One day, I noticed a volume of Kierkegaard writings in the lab breakroom.
It was sitting there between hardcovers that generations of well-intentioned people had left to dust in their uselessness, framed between a Matlab cookbook from the 2000’s and a massive Campbell Biology. As a good book hoarder, I decided to keep it (some would say steal), convinced I would be able to give it a better life.
No one would read Kierkegaard between two agarose gels, my conscience was telling me. I have never opened that book nor even thought about its content, until by chance I encountered Kierkegaard de novo in a coming-of-age short story about the difficult choice between the ethical and the aesthetic life [1].
Still deterred by the challenge to go through the original book, I decided instead to read a digest of the ethical/aesthetic by Jeff Mason [2], which despites its weird layout (some sentences are pasted twice in the text body), gives a secular take on the trinity ethical/aesthetic and religious, initially presented and developed by Kierkegaard in Either or Not, The Sickness Unto Death, The Concept of Anxiety and The Concept of Dread. Humans experience anxiety when they are confronted with existentialist choices, i.e. these choices that orient life in one direction rather than another. Life choices can be rescinded in two categories which are either the aesthetic or the ethical. The aesthetic human lives for pleasure and for what is considered interesting until she or he experiences boredom. The ethical human lives for the others and for what is considered good, but is torn between duty and inclination. The aesthetic lives by its own set of rules. The ethical lives by those rules that are considered universal, standards enforced by society to ensure a good cohabitation between individuals. Reaching the limits of one of these two lines of conduct leads to despair. Conflict between these two mutually exclusive – maybe not so exclusive – categories leads to anxiety. Mason writes in these terms: “The problem of despair is a misrelation of the self to itself.”
These are, of course, archetypes. As it turns out, we, humans, are neither full aesthetes (concept that I personally flesh into a voluptuous Oscar Wilde) nor full ethical beings (that I transpose into an unbending, righteous Javert from Les Miserables). Neither way of living can bring balance between our own self and the others.
If we experience anxiety and despair because of existing conflicts between our aspirations, impulses, hidden desires and what we believe is meaningful, I wondered how this framework would be transposed to academia, that harbors a handful of anxious people.
It is frequent to read common pieces of life advice thrown on Science Twitter that promote fun experiences and cool science. This has always been puzzling (and stressful) to me, because of the impossibility to identify myself to the fun/cool culture that ought to characterize true scientists*. “Enjoy what you do” is a broad and vague requirement. Anyone who is reasonably masochistic will agree with me that having fun is not a synonym of hard labor, while at the same time reproducible science is undoubtedly generated by relentless work.

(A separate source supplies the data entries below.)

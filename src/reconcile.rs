//! Reconciliation of a complete upstream reply into OpenAI `tool_calls`.

use crate::grammar::{
    ARGS_CLOSE, ARGS_OPEN, END_MARKER, MAX_TOOL_CALLS, NAME_CLOSE, NAME_OPEN, START_MARKER,
};
use crate::io_struct::{ChatChoice, ChatCompletionResponse, ToolCallRef};

/// A reply split around its marked invocation block.
#[derive(Debug, PartialEq)]
pub struct MarkedReply<'a> {
    /// Text before the start marker and after the end marker, trimmed.
    pub visible: String,
    pub block: &'a str,
}

/// Splits `content` at the start marker and the last end marker.
///
/// Returns `None` when the start marker is absent. Without an end marker the
/// block runs to the end of the text.
pub fn split_marked(content: &str) -> Option<MarkedReply<'_>> {
    let start = content.find(START_MARKER)?;
    let body = start + START_MARKER.len();
    let (block, after) = match content[body..].rfind(END_MARKER) {
        Some(end) => (
            &content[body..body + end],
            &content[body + end + END_MARKER.len()..],
        ),
        None => (&content[body..], ""),
    };
    let visible = format!("{}{}", &content[..start], after).trim().to_string();
    Some(MarkedReply { visible, block })
}

#[derive(Debug, Default)]
enum TagState {
    #[default]
    Idle,
    InName(String),
    InArguments(String),
}

/// Line-oriented state machine over `<name>` / `<arguments>` tags.
#[derive(Debug, Default)]
struct BlockParser {
    state: TagState,
    pending_name: Option<String>,
    /// Names closed so far, whether or not their arguments follow.
    names_seen: usize,
    calls: Vec<ToolCallRef>,
}

impl BlockParser {
    fn is_full(&self) -> bool {
        self.calls.len() >= MAX_TOOL_CALLS
    }

    fn feed_line(&mut self, line: &str) {
        let mut rest = line;
        while !self.is_full() {
            match std::mem::take(&mut self.state) {
                TagState::Idle => {
                    let name_at = rest.find(NAME_OPEN);
                    let args_at = rest.find(ARGS_OPEN);
                    match (name_at, args_at) {
                        (Some(n), a) if a.is_none_or(|a| n < a) => {
                            rest = &rest[n + NAME_OPEN.len()..];
                            self.state = TagState::InName(String::new());
                        }
                        (_, Some(a)) => {
                            rest = &rest[a + ARGS_OPEN.len()..];
                            self.state = TagState::InArguments(String::new());
                        }
                        _ => return,
                    }
                }
                TagState::InName(mut value) => match rest.find(NAME_CLOSE) {
                    Some(end) => {
                        value.push_str(&rest[..end]);
                        rest = &rest[end + NAME_CLOSE.len()..];
                        // a second name before any arguments replaces the first
                        self.pending_name = Some(value.trim().to_string());
                        self.names_seen += 1;
                    }
                    None => {
                        value.push_str(rest);
                        value.push('\n');
                        self.state = TagState::InName(value);
                        return;
                    }
                },
                TagState::InArguments(mut value) => match rest.find(ARGS_CLOSE) {
                    Some(end) => {
                        value.push_str(&rest[..end]);
                        rest = &rest[end + ARGS_CLOSE.len()..];
                        if let Some(name) = self.pending_name.take() {
                            self.calls.push(ToolCallRef::new(name, value.trim()));
                        }
                    }
                    None => {
                        value.push_str(rest);
                        value.push('\n');
                        self.state = TagState::InArguments(value);
                        return;
                    }
                },
            }
        }
    }
}

fn parse_block(block: &str) -> BlockParser {
    let mut parser = BlockParser::default();
    for line in block.lines() {
        if parser.is_full() {
            break;
        }
        parser.feed_line(line);
    }
    parser
}

/// Extracts up to [`MAX_TOOL_CALLS`] complete `(name, arguments)` pairs from an
/// invocation block. Unclosed tags and arguments without a name are dropped.
pub fn parse_tool_calls(block: &str) -> Vec<ToolCallRef> {
    parse_block(block).calls
}

/// Rewrites one choice in place. Returns the number of tool calls attached.
///
/// Once the start marker is present the markup never reaches `content`, even
/// when no pair completed. A closed `<name>` alone is enough to report
/// `finish_reason = "tool_calls"`, matching what the streaming path announces.
pub fn reconcile_choice(choice: &mut ChatChoice) -> usize {
    let Some(content) = choice.message.content.as_deref() else {
        return 0;
    };
    let Some(reply) = split_marked(content) else {
        return 0;
    };
    let parser = parse_block(reply.block);

    choice.message.content = (!reply.visible.is_empty()).then_some(reply.visible);
    if parser.names_seen > 0 {
        choice.finish_reason = Some("tool_calls".to_string());
    }
    let count = parser.calls.len();
    if count > 0 {
        choice.message.tool_calls = Some(parser.calls);
    }
    count
}

pub fn reconcile_response(mut resp: ChatCompletionResponse) -> ChatCompletionResponse {
    for choice in resp.choices.iter_mut() {
        let count = reconcile_choice(choice);
        if count > 0 {
            log::info!(
                "Response {} choice {}: {} tool call(s)",
                resp.id,
                choice.index,
                count
            );
        }
    }
    resp
}

#[cfg(test)]
mod tests {
    use super::*;
    use serde_json::json;

    fn response(content: &str) -> ChatCompletionResponse {
        serde_json::from_value(json!({
            "id": "chatcmpl-1",
            "object": "chat.completion",
            "created": 1,
            "model": "qwen2",
            "choices": [{
                "index": 0,
                "message": {"role": "assistant", "content": content},
                "finish_reason": "stop",
                "logprobs": null
            }],
            "usage": {"prompt_tokens": 1, "completion_tokens": 2, "total_tokens": 3}
        }))
        .unwrap()
    }

    fn pair(name: &str, args: &str) -> String {
        format!("<name>{}</name>\n<arguments>{}</arguments>\n", name, args)
    }

    #[test]
    fn test_weather_example() {
        let content = "Sure.\n✿✿\n<name>get_weather</name>\n<arguments>{\"city\":\"Paris\"}</arguments>";
        let resp = reconcile_response(response(content));
        let choice = &resp.choices[0];

        assert_eq!(choice.message.content.as_deref(), Some("Sure."));
        let calls = choice.message.tool_calls.as_ref().unwrap();
        assert_eq!(calls.len(), 1);
        assert_eq!(calls[0].function.name, "get_weather");
        assert_eq!(calls[0].function.arguments, r#"{"city":"Paris"}"#);
        assert_eq!(calls[0].r#type, "function");
        assert!(calls[0].id.starts_with("call_"));
        assert_eq!(choice.finish_reason.as_deref(), Some("tool_calls"));
        assert!(resp.other.contains_key("usage"));
    }

    #[test]
    fn test_without_marker_is_untouched() {
        let original = response("Just text, <name>not</name> a call.");
        let resp = reconcile_response(original.clone());
        assert_eq!(resp, original);
        assert_eq!(resp.choices[0].finish_reason.as_deref(), Some("stop"));
    }

    #[test]
    fn test_round_trip_preserves_order() {
        for n in 1..=MAX_TOOL_CALLS {
            let mut content = String::from("✿✿\n");
            for i in 0..n {
                content.push_str(&pair(&format!("tool_{}", i), &format!("{{\"i\":{}}}", i)));
            }
            content.push_str("✿END✿");

            let calls = parse_tool_calls(split_marked(&content).unwrap().block);
            assert_eq!(calls.len(), n);
            for (i, call) in calls.iter().enumerate() {
                assert_eq!(call.function.name, format!("tool_{}", i));
                assert_eq!(call.function.arguments, format!("{{\"i\":{}}}", i));
            }
        }
    }

    #[test]
    fn test_cap_of_five() {
        let mut content = String::from("Working on it.\n✿✿\n");
        for i in 0..7 {
            content.push_str(&pair(&format!("t{}", i), "{}"));
        }
        let resp = reconcile_response(response(&content));
        let choice = &resp.choices[0];
        let calls = choice.message.tool_calls.as_ref().unwrap();
        assert_eq!(calls.len(), 5);
        assert_eq!(calls[4].function.name, "t4");
        assert_eq!(choice.finish_reason.as_deref(), Some("tool_calls"));
    }

    #[test]
    fn test_text_after_end_marker_and_null_content() {
        let reply = split_marked("A ✿✿\n<name>x</name>\n✿END✿ B ✿END✿ C").unwrap();
        assert_eq!(reply.visible, "A  C");
        assert!(reply.block.contains("✿END✿ B"));

        let resp = reconcile_response(response(&format!("✿✿\n{}✿END✿\n", pair("x", "{}"))));
        assert_eq!(resp.choices[0].message.content, None);
    }

    #[test]
    fn test_dangling_and_orphan_tags_are_dropped() {
        let block = "\n<arguments>{\"orphan\":true}</arguments>\n<name>a</name>\n<arguments>{}</arguments>\n<name>b</name>\n<arguments>{\"open\":";
        let calls = parse_tool_calls(block);
        assert_eq!(calls.len(), 1);
        assert_eq!(calls[0].function.name, "a");
    }

    #[test]
    fn test_multiline_and_malformed_arguments() {
        let block = "<name> search </name>\n<arguments>{\n  \"q\": \"rust\"\n}</arguments>\n<name>bad</name><arguments>{not json</arguments>";
        let calls = parse_tool_calls(block);
        assert_eq!(calls.len(), 2);
        assert_eq!(calls[0].function.name, "search");
        assert_eq!(calls[0].function.arguments, "{\n  \"q\": \"rust\"\n}");
        assert_eq!(calls[1].function.arguments, "{not json");
    }

    #[test]
    fn test_marker_without_calls_hides_markup() {
        let resp = reconcile_response(response("I like flowers ✿✿ a lot"));
        let choice = &resp.choices[0];
        assert_eq!(choice.message.content.as_deref(), Some("I like flowers"));
        assert!(choice.message.tool_calls.is_none());
        assert_eq!(choice.finish_reason.as_deref(), Some("stop"));
    }

    #[test]
    fn test_cut_off_arguments_hide_markup() {
        let mut resp = response("Sure.\n✿✿\n<name>get_weather</name>\n<arguments>{\"city\":");
        resp.choices[0].finish_reason = Some("length".to_string());
        let resp = reconcile_response(resp);
        let choice = &resp.choices[0];

        assert_eq!(choice.message.content.as_deref(), Some("Sure."));
        assert!(choice.message.tool_calls.is_none());
        assert_eq!(choice.finish_reason.as_deref(), Some("tool_calls"));
    }

    #[test]
    fn test_ids_are_unique_within_response() {
        let content = format!("✿✿\n{}{}", pair("a", "{}"), pair("b", "{}"));
        let calls = parse_tool_calls(split_marked(&content).unwrap().block);
        assert_ne!(calls[0].id, calls[1].id);
    }
}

Thinking about these apparent contradictions, about the fact that there are, indeed, sparks of intense joy and satisfaction combined with daily frustration and weekly exhaustion, I thought that we, scientists, are small Kierkegaard experiments on the human condition. Anxiety and despair come from our conflicting views between fun and duty-based visions of science, from the requirement to develop our own vision while aligning partially on the standards of our community. We experience these dichotomies on a regular basis, maybe because science is such a mix of creativity and taylorism .
If academics constantly endure injuries to the self, what is the remedy to the roller-coaster? In his time, Kierkegaard recommended plain old faith (preferably Christian) as the way to get the right perspective on what is good and what is interesting. Mason gives it a secular riff:
The most philosophically acceptable formulation that Anti-Climacus** gives to describe the third way of self-relating is “to rest transparently in the power that supports you.” […] Stop thinking and remain awake. Think of nature and the physical universe on a level that does not contain either yourself or other people.
Reading that, I felt relieved. If the answer to the problem is transcendance, then we, scientists, are lucky bastards. The complexity of the subjects we barely scratch and the tiny conclusions we form are daily reminders that the world is vast and beyond our control, de facto infinitely interesting. Of course, troubleshooting an experimental protocol does not necessarily bring that little transcendance feeling. Reading instead a great piece of philosophical science*** can put all things – career promotion, broken pipettes and noisy data – back in perspective, holding anxiety at a manageable distance, at least for a hot minute.
NB: I am happy to replace the Kierkegaard book to its original owner and satisfy my ethical self.
[1] https://www.newyorker.com/magazine/2022/04/25/the-repugnant-conclusion
[2] https://philosophynow.org/issues/24/Soren_Kierkegaard
*Accentuated by the deforming lens of social networks.
**Alter-ego of Kierkeegard
***Comfort food is personal, but in my case I like Evolution and Tinkering (Jacob) or More is Different (Anderson).